Lula na frente, Flávio em ascensão
No cenário estimulado, com o nome de Pablo Marçal na lista, Lula aparece com 37% das intenções de voto. Flávio Bolsonaro vem em seguida, com 30%. O escritor Augusto Cury surge como a grande novidade da pesquisa. Ele alcança 10% e se firma como o terceiro nome mais forte da disputa.
Sem Marçal na lista, o cenário muda pouco. Lula mantém os 37%. Flávio desce um ponto, para 29%. Cury permanece com 10%.
Os demais candidatos aparecem distantes. Renan Santos tem 3%. Ronaldo Caiado e Romeu Zema marcam 1% cada.

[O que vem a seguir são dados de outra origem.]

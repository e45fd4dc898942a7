//! # action-synth Library
//!
//! Turns reusable CI actions, each described by a declarative `action.yml`
//! schema in a hosted repository, into strongly typed TypeScript factories,
//! and keeps a project's generated tree in agreement with a registry
//! document.
//!
//! It backs the `action-synth` command-line tool but can be embedded: every
//! network and `git` access goes through the provider traits in
//! [`provider`], which have in-memory stand-ins.
//!
//! ## Quick Example
//!
//! ```
//! use action_synth::provider::MemoryRevisionProvider;
//! use action_synth::reference::ActionReference;
//! use action_synth::resolver::RevisionResolver;
//!
//! let provider = MemoryRevisionProvider::new()
//!     .with_tag("actions/checkout", "v4.2.0", "sha-420")
//!     .with_tag("actions/checkout", "v4", "sha-4");
//!
//! let reference = ActionReference::parse("actions/checkout").unwrap();
//! let resolved = RevisionResolver::new(&provider).resolve(&reference).unwrap();
//!
//! // A bare reference prefers the newest major tag.
//! assert_eq!(resolved.resolved_ref, "v4");
//! assert_eq!(resolved.immutable_id, "sha-4");
//! ```
//!
//! ## Core Concepts
//!
//! - **References (`reference`)**: `owner/repo[@ref]` strings.
//! - **Revision resolution (`resolver`, `version`)**: picks a display
//!   version and an immutable commit id for a reference.
//! - **Providers (`provider`, `git`, `cache`)**: repository metadata and
//!   working copies, backed by the system `git`.
//! - **Schemas (`schema`)**: discovery and loading of `action.yml` files.
//! - **Code generation (`codegen`)**: one TypeScript module per schema.
//! - **Registry (`registry`, `paths`)**: the persisted list of synthesized
//!   actions and the paths derived from its location.
//! - **Tree synthesis (`synthesis`)**: add, update, and remove, keeping the
//!   output tree, its aggregation files, and the registry consistent.
//! - **Step rewriting (`rewrite`)**: converts workflow files into modules
//!   that call the generated factories.
//!
//! ## Execution Flow
//!
//! Adding a repository runs these steps:
//!
//! 1.  **Resolve**: the reference becomes a display version and an
//!     immutable id.
//! 2.  **Checkout**: the repository is materialized at the immutable id.
//! 3.  **Discover**: every action schema in the checkout is found and parsed.
//! 4.  **Generate**: each schema is rendered to a module with a unique
//!     identifier.
//! 5.  **Replace**: the repository's previous modules are deleted and the
//!     new ones written.
//! 6.  **Aggregate**: barrel files are rebuilt from what is on disk.
//! 7.  **Persist**: the caller saves the registry document.

pub mod cache;
pub mod codegen;
pub mod defaults;
pub mod error;
pub mod filesystem;
pub mod git;
pub mod output;
pub mod paths;
pub mod provider;
pub mod reference;
pub mod registry;
pub mod resolver;
pub mod rewrite;
pub mod schema;
pub mod suggestions;
pub mod synthesis;
pub mod version;

#[cfg(test)]
mod paths_proptest;
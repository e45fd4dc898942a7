//! # Schema-to-Code Synthesis
//!
//! Turns one parsed [`ActionSchema`] into the source of a TypeScript module
//! exposing a typed factory for the action's step.
//!
//! ## Process
//!
//! 1. **Identify**: derive a type-style and a call-style identifier from the
//!    declared name (see [`naming`]).
//! 2. **Declare**: emit an `<Ident>Inputs` interface, with required members
//!    where the schema marks them required, and an `<Ident>Outputs` interface.
//! 3. **Call**: emit the factory, which merges explicit defaults, caller
//!    inputs and step overrides and forwards them to the runtime `uses`
//!    helper with the pinned reference as its default ref.
//!
//! Rendering is a pure function of its arguments: identical input yields
//! byte-identical text.

pub mod naming;
pub mod typescript;

use crate::defaults::DEFAULT_GIT_BASE;
use crate::error::{Error, Result};
use crate::schema::{ActionSchema, InputSpec};

pub use typescript::Style;
use typescript::{comment_lines, Emitter};

/// Options that shape every generated module.
#[derive(Debug, Clone, PartialEq, Eq)]
pub struct CodegenOptions {
    /// Default the factory's ref to the immutable id rather than the display version.
    pub pin: bool,
    /// Module specifier the runtime helpers are imported from.
    pub runtime_module: String,
    pub style: Style,
}

impl Default for CodegenOptions {
    fn default() -> Self {
        Self {
            pin: true,
            runtime_module: crate::defaults::DEFAULT_RUNTIME_MODULE.to_string(),
            style: Style::default(),
        }
    }
}

/// Coordinates of the action a module is generated for.
#[derive(Debug, Clone, Copy, PartialEq, Eq)]
pub struct ActionTarget<'a> {
    pub org_repo: &'a str,
    pub subpath: &'a str,
    pub immutable_id: &'a str,
    pub display_version: &'a str,
}

impl ActionTarget<'_> {
    /// The `uses:` coordinate, `owner/repo[/subpath]`.
    pub fn action_path(&self) -> String {
        if self.subpath.is_empty() {
            self.org_repo.to_string()
        } else {
            format!("{}/{}", self.org_repo, self.subpath)
        }
    }

    /// Browsable link to the schema at the display version.
    pub fn source_link(&self) -> String {
        let mut link = format!(
            "{}/{}/tree/{}",
            DEFAULT_GIT_BASE, self.org_repo, self.display_version
        );
        if !self.subpath.is_empty() {
            link.push('/');
            link.push_str(self.subpath);
        }
        link
    }
}

/// A rendered module and the identifiers it exports.
#[derive(Debug, Clone, PartialEq, Eq)]
pub struct GeneratedModule {
    pub type_identifier: String,
    pub call_identifier: String,
    pub source: String,
}

/// Derives identifiers for `schema` and renders its module.
///
/// `shared` tells whether other schemas live in the same repository, in
/// which case the subpath becomes part of the identifier.
pub fn generate(
    schema: &ActionSchema,
    target: &ActionTarget<'_>,
    identity_override: Option<&str>,
    shared: bool,
    options: &CodegenOptions,
) -> Result<GeneratedModule> {
    let ident = naming::derive_identifier(
        &schema.name,
        identity_override,
        target.subpath,
        shared,
        target.org_repo,
    )
    .map_err(|e| match e {
        Error::Codegen { message, .. } => Error::Codegen {
            org_repo: target.action_path(),
            message,
        },
        other => other,
    })?;
    Ok(render(schema, target, &ident, options))
}

/// Renders a module under an already chosen type-style identifier.
pub fn render(
    schema: &ActionSchema,
    target: &ActionTarget<'_>,
    type_ident: &str,
    options: &CodegenOptions,
) -> GeneratedModule {
    let style = &options.style;
    let call_ident = naming::call_identifier(type_ident);
    let inputs_type = format!("{}Inputs", type_ident);
    let outputs_type = format!("{}Outputs", type_ident);
    let default_ref = if options.pin {
        target.immutable_id
    } else {
        target.display_version
    };

    let mut out = Emitter::new(style);

    out.line(
        0,
        &format!(
            "// Generated by action-synth from {}@{}. Do not edit.",
            target.action_path(),
            target.display_version
        ),
    );
    out.line(0, &format!("// Pinned revision: {}", target.immutable_id));
    out.line(0, &format!("// Source: {}", target.source_link()));
    out.blank();

    let runtime = style.string_literal(&options.runtime_module);
    out.line(0, &format!("import {{ uses }} from {};", runtime));
    out.line(
        0,
        &format!(
            "import type {{ ActionInput, Step, StepOverride }} from {};",
            runtime
        ),
    );
    out.blank();

    if schema.inputs.is_empty() {
        out.line(0, &format!("export interface {} {{}}", inputs_type));
    } else {
        out.line(0, &format!("export interface {} {{", inputs_type));
        for (key, input) in &schema.inputs {
            out.doc(1, &input_doc(input, style));
            let marker = if input.required { "" } else { "?" };
            out.line(
                1,
                &format!("{}{}: ActionInput;", style.property_key(key), marker),
            );
        }
        out.line(0, "}");
    }
    out.blank();

    if schema.outputs.is_empty() {
        out.line(0, &format!("export interface {} {{}}", outputs_type));
    } else {
        out.line(0, &format!("export interface {} {{", outputs_type));
        for (key, output) in &schema.outputs {
            let lines = output
                .description
                .as_deref()
                .map(comment_lines)
                .unwrap_or_default();
            out.doc(1, &lines);
            out.line(1, &format!("{}: string;", style.property_key(key)));
        }
        out.line(0, "}");
    }
    out.blank();

    if let Some(description) = schema.description.as_deref() {
        out.doc(0, &comment_lines(description));
    }
    let inputs_param = if schema.has_required_input() {
        format!("inputs: {},", inputs_type)
    } else {
        format!("inputs: {} = {{}},", inputs_type)
    };
    out.line(0, &format!("export function {}(", call_ident));
    out.line(1, &inputs_param);
    out.line(1, "override: Partial<StepOverride> = {},");
    out.line(1, &format!("ref: string = {},", style.string_literal(default_ref)));
    out.line(0, &format!("): Step<{}> {{", outputs_type));
    out.line(1, &format!("return uses<{}>(", outputs_type));
    out.line(2, &format!("{},", style.string_literal(&target.action_path())));

    let defaults: Vec<(&String, &String)> = schema
        .inputs
        .iter()
        .filter_map(|(key, input)| input.default.as_ref().map(|d| (key, d)))
        .collect();
    if defaults.is_empty() {
        out.line(2, "{ ...override, with: inputs },");
    } else {
        out.line(2, "{");
        out.line(3, "...override,");
        out.line(3, "with: {");
        for (key, value) in defaults {
            out.line(
                4,
                &format!(
                    "{}: {},",
                    style.property_key(key),
                    style.string_literal(value)
                ),
            );
        }
        out.line(4, "...inputs,");
        out.line(3, "},");
        out.line(2, "},");
    }
    out.line(2, "ref,");
    out.line(1, ");");
    out.line(0, "}");

    GeneratedModule {
        type_identifier: type_ident.to_string(),
        call_identifier: call_ident,
        source: out.finish(),
    }
}

fn input_doc(input: &InputSpec, style: &Style) -> Vec<String> {
    let mut lines = input
        .description
        .as_deref()
        .map(comment_lines)
        .unwrap_or_default();

    let mut tags = Vec::new();
    if let Some(default) = input.default.as_deref() {
        tags.push(format!("@default {}", style.string_literal(default)));
    }
    if let Some(message) = input.deprecation_message.as_deref() {
        let message = comment_lines(message).join(" ");
        tags.push(format!("@deprecated {}", message).trim_end().to_string());
    }

    if !lines.is_empty() && !tags.is_empty() {
        lines.push(String::new());
    }
    lines.extend(tags);
    lines
}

Indecisos caem com o início da campanha
O início oficial da campanha eleitoral mexeu com o eleitorado. Em 14 de agosto, os indecisos somavam 51% do total. Nesta semana, esse número caiu para 42%. A queda sugere que o eleitor começa a se posicionar, à medida que os candidatos ganham exposição.
No cenário espontâneo, sem que os nomes sejam apresentados ao entrevistado, Lula é citado por 28%. Flávio aparece com 20%. Cury, por enquanto, soma 4%.
Segundo turno: distância mínima
O dado que mais chama atenção é o do segundo turno. Numa simulação entre Lula e Flávio Bolsonaro, o presidente tem 42%. Flávio aparece com 41%. A diferença de um ponto está dentro da margem de erro. Na prática, o resultado é um empate técnico.
Lula também venceria, com folgas maiores, outros adversários testados. Contra Renan Santos, o placar seria de 43% a 36%. Contra Romeu Zema, 44% a 33%. Contra Ronaldo Caiado, 42% a 37%. E contra Augusto Cury, 40% a 34%.
Essa foi a primeira pesquisa a testar um segundo turno com o nome de Cury.
O que ainda está em jogo
Pablo Marçal segue inelegível. O Tribunal Superior Eleitoral tem até 14 de setembro para julgar seu registro de candidatura. É por isso que a Quaest optou por testar dois cenários estimulados, um com e outro sem o nome dele na lista.
A disputa, portanto, segue aberta. Lula mantém a dianteira. Mas o segundo turno mostra uma eleição competitiva, decidida por poucos pontos percentuais.